UAE dismisses claim it passed laws over expulsion of Qataris 

All Qataris residing in the UAE are encouraged to obtain permission for re-entry into UAE territory

The next GCC summit is in Riyadh on December 9. AFP
The next GCC summit is in Riyadh on December 9. AFP

The UAE has refuted Doha's claims that it has passed laws or orders relating to the expulsion of Qataris from the Emirates.

The Ministry of Foreign Affairs and International Cooperation reiterated that its ongoing requirement is that Qatari citizens resident in the UAE should obtain prior permission for re-entry into UAE territory.

In a statement published by the emirates’ news agency, Wam, the ministry rebutted recent allegations by Qatar. It said that the UAE has not passed any laws or orders pertaining to the expulsion of Qataris from the emirates, and it has not taken any action towards expelling Qataris who remain in the country following a 14-day deadline.

Saudi Arabia, the UAE, Bahrain and Egypt cut diplomatic and transport ties with Doha on June 5 last year over its support of extremist groups and interference in other countries’ affairs. The measures included that Qataris residing in the three GCC countries leave within 14 days.

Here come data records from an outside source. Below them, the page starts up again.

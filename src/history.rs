use crate::error::{ForecastError, Result};
use crate::schema::{DistributionResult, Period, ProfileKind};
use chrono::NaiveDate;
use log::debug;
use serde::{Deserialize, Serialize};
use std::collections::BTreeMap;

#[derive(Debug, Clone, PartialEq, Serialize, Deserialize)]
pub struct EstimateSnapshot {
    pub recorded_on: NaiveDate,
    pub total: f64,
    pub profile: ProfileKind,
    pub periods: Vec<Period>,
}

#[derive(Debug, Clone, PartialEq, Serialize, Deserialize)]
pub struct EstimateChange {
    pub from: NaiveDate,
    pub to: NaiveDate,
    pub previous_total: f64,
    pub new_total: f64,
    pub delta: f64,
    /// `None` when the previous total was zero.
    pub delta_percent: Option<f64>,
}

/// Cost estimates recorded per project over time. Owned by the caller; there
/// is no shared instance.
#[derive(Debug, Clone, Default, Serialize, Deserialize)]
pub struct EstimateHistory {
    projects: BTreeMap<String, Vec<EstimateSnapshot>>,
}

impl EstimateHistory {
    pub fn new() -> Self {
        Self::default()
    }

    /// Stores a successful distribution. Snapshots are kept ordered by date;
    /// estimates recorded on the same day keep insertion order.
    pub fn record(
        &mut self,
        project_id: &str,
        result: &DistributionResult,
        recorded_on: NaiveDate,
    ) -> Result<&EstimateSnapshot> {
        if let Some(err) = &result.error {
            return Err(err.clone());
        }

        let snapshots = self.projects.entry(project_id.to_string()).or_default();
        snapshots.push(EstimateSnapshot {
            recorded_on,
            total: result.total,
            profile: result.profile,
            periods: result.periods.clone(),
        });
        snapshots.sort_by_key(|s| s.recorded_on);

        debug!(
            "Recorded estimate {:.2} for {} on {} ({} on file)",
            result.total,
            project_id,
            recorded_on,
            snapshots.len()
        );

        let position = snapshots
            .iter()
            .rposition(|s| s.recorded_on == recorded_on)
            .unwrap_or(snapshots.len() - 1);
        Ok(&snapshots[position])
    }

    pub fn snapshots(&self, project_id: &str) -> Result<&[EstimateSnapshot]> {
        self.projects
            .get(project_id)
            .map(|s| s.as_slice())
            .ok_or_else(|| ForecastError::ProjectNotFound(project_id.to_string()))
    }

    pub fn latest(&self, project_id: &str) -> Result<&EstimateSnapshot> {
        self.snapshots(project_id)?
            .last()
            .ok_or_else(|| ForecastError::ProjectNotFound(project_id.to_string()))
    }

    pub fn changes(&self, project_id: &str) -> Result<Vec<EstimateChange>> {
        let snapshots = self.snapshots(project_id)?;
        Ok(snapshots
            .windows(2)
            .map(|pair| {
                let (before, after) = (&pair[0], &pair[1]);
                let delta = after.total - before.total;
                EstimateChange {
                    from: before.recorded_on,
                    to: after.recorded_on,
                    previous_total: before.total,
                    new_total: after.total,
                    delta,
                    delta_percent: (before.total != 0.0).then(|| delta / before.total * 100.0),
                }
            })
            .collect())
    }

    pub fn clear(&mut self, project_id: &str) -> Result<()> {
        self.projects
            .remove(project_id)
            .map(|_| ())
            .ok_or_else(|| ForecastError::ProjectNotFound(project_id.to_string()))
    }

    pub fn project_ids(&self) -> Vec<&str> {
        self.projects.keys().map(|k| k.as_str()).collect()
    }
}

#[cfg(test)]
mod tests {
    use super::*;
    use crate::engine::{apply_custom, apply_linear};
    use crate::periods::partition;
    use crate::schema::Granularity;

    fn date(y: i32, m: u32, d: u32) -> NaiveDate {
        NaiveDate::from_ymd_opt(y, m, d).unwrap()
    }

    fn periods() -> Vec<Period> {
        partition(date(2024, 1, 1), date(2024, 3, 1), Granularity::Month)
    }

    #[test]
    fn test_record_and_latest() {
        let mut history = EstimateHistory::new();
        history
            .record("P1", &apply_linear(1000.0, &periods()), date(2024, 1, 5))
            .unwrap();
        let latest = history
            .record("P1", &apply_linear(1500.0, &periods()), date(2024, 2, 5))
            .unwrap();
        assert_eq!(latest.total, 1500.0);

        assert_eq!(history.latest("P1").unwrap().total, 1500.0);
        assert_eq!(history.snapshots("P1").unwrap().len(), 2);
        assert_eq!(history.project_ids(), vec!["P1"]);
    }

    #[test]
    fn test_out_of_order_records_are_sorted() {
        let mut history = EstimateHistory::new();
        history
            .record("P1", &apply_linear(2000.0, &periods()), date(2024, 3, 1))
            .unwrap();
        history
            .record("P1", &apply_linear(1000.0, &periods()), date(2024, 1, 1))
            .unwrap();
        assert_eq!(history.latest("P1").unwrap().recorded_on, date(2024, 3, 1));
    }

    #[test]
    fn test_failed_result_is_rejected() {
        let mut history = EstimateHistory::new();
        let failed = apply_custom(1000.0, &periods(), &[10.0, 10.0]);
        let err = history.record("P1", &failed, date(2024, 1, 1)).unwrap_err();
        assert!(matches!(err, ForecastError::PercentageSumInvalid(_)));
        assert!(history.project_ids().is_empty());
    }

    #[test]
    fn test_unknown_project() {
        let mut history = EstimateHistory::new();
        assert_eq!(
            history.latest("NOPE").unwrap_err(),
            ForecastError::ProjectNotFound("NOPE".to_string())
        );
        assert!(history.changes("NOPE").is_err());
        assert!(history.clear("NOPE").is_err());
    }

    #[test]
    fn test_changes() {
        let mut history = EstimateHistory::new();
        for (total, day) in [(1000.0, 1), (1250.0, 2), (0.0, 3), (500.0, 4)] {
            history
                .record("P1", &apply_linear(total, &periods()), date(2024, 1, day))
                .unwrap();
        }

        let changes = history.changes("P1").unwrap();
        assert_eq!(changes.len(), 3);
        assert_eq!(changes[0].delta, 250.0);
        assert_eq!(changes[0].delta_percent, Some(25.0));
        assert_eq!(changes[1].delta, -1250.0);
        assert_eq!(changes[2].delta_percent, None);
    }

    #[test]
    fn test_clear() {
        let mut history = EstimateHistory::new();
        history
            .record("P1", &apply_linear(1000.0, &periods()), date(2024, 1, 1))
            .unwrap();
        history.clear("P1").unwrap();
        assert!(history.snapshots("P1").is_err());
    }
}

Qatari nationals studying in the GCC countries or married to Saudi or Emirati citizens were excluded from the measure.

"Since its announcement on June 5th, 2017, pursuant to which the United Arab Emirates took certain measures against Qatar for national security reasons, the UAE has instituted a requirement for all Qatari citizens overseas to obtain prior permission for entry into the UAE,” said a statement by the ministry.

“However, all Qatari citizens resident in the UAE are encouraged to obtain prior permission for re-entry into UAE territory.

“All applications for entry clearance may be made through the telephone hotline announced on June 11th, 2017 (+9718002626).”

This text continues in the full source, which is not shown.